● **Exercise goal**
Go through the data below and copy each line where the word "None" occurs.
━━━━━ Records shown ━━━━━
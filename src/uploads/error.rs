#[derive(Debug, thiserror::Error)]
#[non_exhaustive]
pub enum UploadError {
    /// Missing or malformed request input, rejected before any state changes.
    #[error("{0}")]
    Validation(String),

    #[error("upload of {file_name} was canceled")]
    UploadCanceled { file_name: String },

    #[error("failed to write {target}: {cause:#}")]
    StoreWriteFailed { target: String, cause: anyhow::Error },

    #[error("failed to read {target}: {cause:#}")]
    StoreReadFailed { target: String, cause: anyhow::Error },

    #[error("failed to delete {target}: {cause:#}")]
    StoreDeleteFailed { target: String, cause: anyhow::Error },

    #[error("container {container} not found")]
    ContainerNotFound { container: String },

    #[error("deletion already in progress")]
    DeletionInProgress,
}

impl UploadError {
    pub fn validation(message: impl Into<String>) -> Self {
        Self::Validation(message.into())
    }

    /// Failures caused by the object store rather than by the request.
    pub fn is_store_failure(&self) -> bool {
        matches!(
            self,
            Self::StoreWriteFailed { .. } |
                Self::StoreReadFailed { .. } |
                Self::StoreDeleteFailed { .. }
        )
    }
}
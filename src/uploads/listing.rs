use std::collections::BTreeSet;

use bytes::Bytes;
use futures::{stream::BoxStream, TryStreamExt};
use tracing::info;

use super::{chunk_key, parse_chunk_key, validate_file_name, UploadError, UploadManager};

const DELETE_CONCURRENCY: usize = 16;

impl UploadManager {
    /// Logical file names present in the container, sorted. `None` when the
    /// container does not exist.
    pub async fn list_files(&self) -> Result<Option<BTreeSet<String>>, UploadError> {
        let exists = self
            .blob_storage
            .container_exists(&self.container)
            .await
            .map_err(|cause| self.read_failed(cause))?;
        if !exists {
            return Ok(None);
        }

        let files: BTreeSet<String> = self
            .blob_storage
            .list(&self.container, "", false)
            .try_filter_map(|object| {
                let file_name = parse_chunk_key(&object.name).map(|(name, _)| name.to_string());
                futures::future::ready(Ok(file_name))
            })
            .try_collect()
            .await
            .map_err(|cause| self.read_failed(cause))?;
        Ok(Some(files))
    }

    /// Number of stored chunks of `file_name`.
    pub async fn chunk_count(&self, file_name: &str) -> Result<usize, UploadError> {
        validate_file_name(file_name)?;
        Ok(self.chunk_keys(file_name).await?.len())
    }

    /// Streams one stored chunk.
    pub async fn download_chunk(
        &self,
        file_name: &str,
        chunk_index: u64,
    ) -> Result<BoxStream<'static, anyhow::Result<Bytes>>, UploadError> {
        validate_file_name(file_name)?;
        let key = chunk_key(file_name, chunk_index);
        self.blob_storage
            .get(&self.container, &key)
            .await
            .map_err(|cause| UploadError::StoreReadFailed { target: key, cause })
    }

    /// Deletes every stored chunk of `file_name` and forgets its session if no
    /// write is in flight. Returns the number of deleted chunks.
    #[tracing::instrument(skip(self))]
    pub async fn delete_file(&self, file_name: &str) -> Result<usize, UploadError> {
        validate_file_name(file_name)?;
        let deleted = self.delete_chunks(file_name).await?;
        self.registry.forget_idle(file_name);
        info!(deleted, "deleted file");
        Ok(deleted)
    }

    pub(super) async fn delete_chunks(&self, file_name: &str) -> Result<usize, UploadError> {
        let keys = self.chunk_keys(file_name).await?;
        self.delete_keys(keys).await
    }

    /// Keys of the form `<file_name>.<index>`. Other files sharing the name as
    /// a prefix, such as `video2.0` for `video`, are not included.
    async fn chunk_keys(&self, file_name: &str) -> Result<Vec<String>, UploadError> {
        self.blob_storage
            .list(&self.container, file_name, false)
            .try_filter_map(|object| {
                let is_chunk = parse_chunk_key(&object.name).is_some_and(|(name, _)| name == file_name);
                futures::future::ready(Ok(is_chunk.then_some(object.name)))
            })
            .try_collect()
            .await
            .map_err(|cause| UploadError::StoreReadFailed {
                target: file_name.to_string(),
                cause,
            })
    }

    pub(super) async fn delete_keys(&self, keys: Vec<String>) -> Result<usize, UploadError> {
        let deleted = keys.len();
        futures::stream::iter(keys.into_iter().map(Ok::<_, UploadError>))
            .try_for_each_concurrent(DELETE_CONCURRENCY, |key| async move {
                self.blob_storage
                    .delete(&self.container, &key)
                    .await
                    .map_err(|cause| UploadError::StoreDeleteFailed { target: key, cause })
            })
            .await?;
        self.metrics.objects_deleted.add(deleted as u64, &[]);
        Ok(deleted)
    }

    fn read_failed(&self, cause: anyhow::Error) -> UploadError {
        UploadError::StoreReadFailed {
            target: self.container.clone(),
            cause,
        }
    }
}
━━━━━
● **Answer section**
    /// Logical file names present in the container, sorted. `None` when the
            return Ok(None);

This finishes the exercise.